Once the line with "ignoring trailing slashes." is found in the entries below, print it and each following line exactly, stopping after the line with "an error when"; print nothing else.

● Input for this task:
################
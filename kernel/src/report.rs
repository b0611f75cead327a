//! Plain-text rendering of command results for tool callers.

use crate::environment::CommandOutput;

/// Renders `output` as stdout, an optional stderr block, and the exit code.
#[must_use]
pub fn render(output: &CommandOutput) -> String {
    let mut report = output.stdout.clone();
    if !output.stderr.is_empty() {
        report.push_str("\nstderr:\n");
        report.push_str(&output.stderr);
    }
    report.push_str(&format!("\nExit code: {}", output.exit_code));
    report
}

#[cfg(test)]
mod tests {
    use super::*;

    #[test]
    fn test_render_without_stderr() {
        let output = CommandOutput {
            stdout: "hello\n".into(),
            stderr: String::new(),
            exit_code: 0,
        };
        assert_eq!(render(&output), "hello\n\nExit code: 0");
    }

    #[test]
    fn test_render_with_stderr_and_failure() {
        let output = CommandOutput {
            stdout: String::new(),
            stderr: "Traceback".into(),
            exit_code: 1,
        };
        assert_eq!(render(&output), "\nstderr:\nTraceback\nExit code: 1");
    }
}
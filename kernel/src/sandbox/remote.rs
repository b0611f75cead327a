//! Session-relative paths inside the execution environment.
//!
//! Paths on this side cannot be canonicalized through the command boundary,
//! so the check is purely syntactic: absolute paths and `..` segments are
//! rejected outright.

use super::PathEscapeError;

/// Checks that `path` is a relative posix path without `..` segments.
///
/// # Errors
///
/// Returns an error for absolute paths, `..` segments and NUL bytes.
pub fn validate(path: &str) -> Result<(), PathEscapeError> {
    if path.contains('\0') {
        return Err(PathEscapeError::NulByte);
    }
    if path.starts_with('/') {
        return Err(PathEscapeError::Absolute(path.to_string()));
    }
    if path.split('/').any(|segment| segment == "..") {
        return Err(PathEscapeError::ParentSegment(path.to_string()));
    }
    Ok(())
}

/// Joins a validated relative path onto `root`.
///
/// Empty and `.` segments are dropped, so `""` and `"."` resolve to `root`.
///
/// # Errors
///
/// See [`validate`].
pub fn resolve(root: &str, path: &str) -> Result<String, PathEscapeError> {
    validate(path)?;

    let mut resolved = root.trim_end_matches('/').to_string();
    for segment in path.split('/').filter(|s| !s.is_empty() && *s != ".") {
        resolved.push('/');
        resolved.push_str(segment);
    }
    Ok(resolved)
}

/// Last segment of a posix path, ignoring trailing slashes.
#[must_use]
pub fn basename(path: &str) -> &str {
    path.trim_end_matches('/').rsplit('/').next().unwrap_or("")
}

/// File name used when a transfer has no explicit destination.
///
/// # Errors
///
/// Returns an error when `path` has no usable last segment (`""`, `"."`,
/// `"dir/."`), which would otherwise target the whole destination root.
pub fn default_name(path: &str) -> Result<&str, PathEscapeError> {
    match basename(path) {
        "" | "." | ".." => Err(PathEscapeError::NoFileName(path.to_string())),
        name => Ok(name),
    }
}

#[cfg(test)]
mod tests {
    use super::*;

    const ROOT: &str = "/workspace/sessions/abc";

    #[test]
    fn test_resolve_nested() {
        assert_eq!(
            resolve(ROOT, "a/b/c").unwrap(),
            "/workspace/sessions/abc/a/b/c"
        );
    }

    #[test]
    fn test_resolve_root_itself() {
        assert_eq!(resolve(ROOT, "").unwrap(), ROOT);
        assert_eq!(resolve(ROOT, ".").unwrap(), ROOT);
        assert_eq!(resolve(ROOT, "./").unwrap(), ROOT);
    }

    #[test]
    fn test_resolve_drops_redundant_segments() {
        assert_eq!(
            resolve(ROOT, "./code//foo.py").unwrap(),
            "/workspace/sessions/abc/code/foo.py"
        );
    }

    #[test]
    fn test_rejects_parent_segments() {
        assert!(matches!(
            resolve(ROOT, "../x"),
            Err(PathEscapeError::ParentSegment(_))
        ));
        assert!(resolve(ROOT, "a/../../x").is_err());
        assert!(resolve(ROOT, "a/..").is_err());
    }

    #[test]
    fn test_rejects_absolute() {
        assert!(matches!(
            resolve(ROOT, "/abs/path"),
            Err(PathEscapeError::Absolute(_))
        ));
    }

    #[test]
    fn test_dotted_names_are_not_parent_segments() {
        assert!(resolve(ROOT, "..hidden/file").is_ok());
        assert!(resolve(ROOT, "a/b..c").is_ok());
    }

    #[test]
    fn test_basename() {
        assert_eq!(basename("dir/file.txt"), "file.txt");
        assert_eq!(basename("file.txt"), "file.txt");
        assert_eq!(basename("dir/sub/"), "sub");
        assert_eq!(basename(""), "");
    }

    #[test]
    fn test_default_name_needs_a_file_name() {
        assert_eq!(default_name("data/input.csv").ok(), Some("input.csv"));
        for path in ["", ".", "./", "data/.", "data/.."] {
            assert!(
                matches!(default_name(path), Err(PathEscapeError::NoFileName(_))),
                "{path}"
            );
        }
    }
}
################
● Reply to the task:
/// Last segment of a posix path, ignoring trailing slashes.
#[must_use]
pub fn basename(path: &str) -> &str {
    path.trim_end_matches('/').rsplit('/').next().unwrap_or("")
}

/// File name used when a transfer has no explicit destination.
///
/// # Errors
///
/// Returns an error when `path` has no usable last segment (`""`, `"."`,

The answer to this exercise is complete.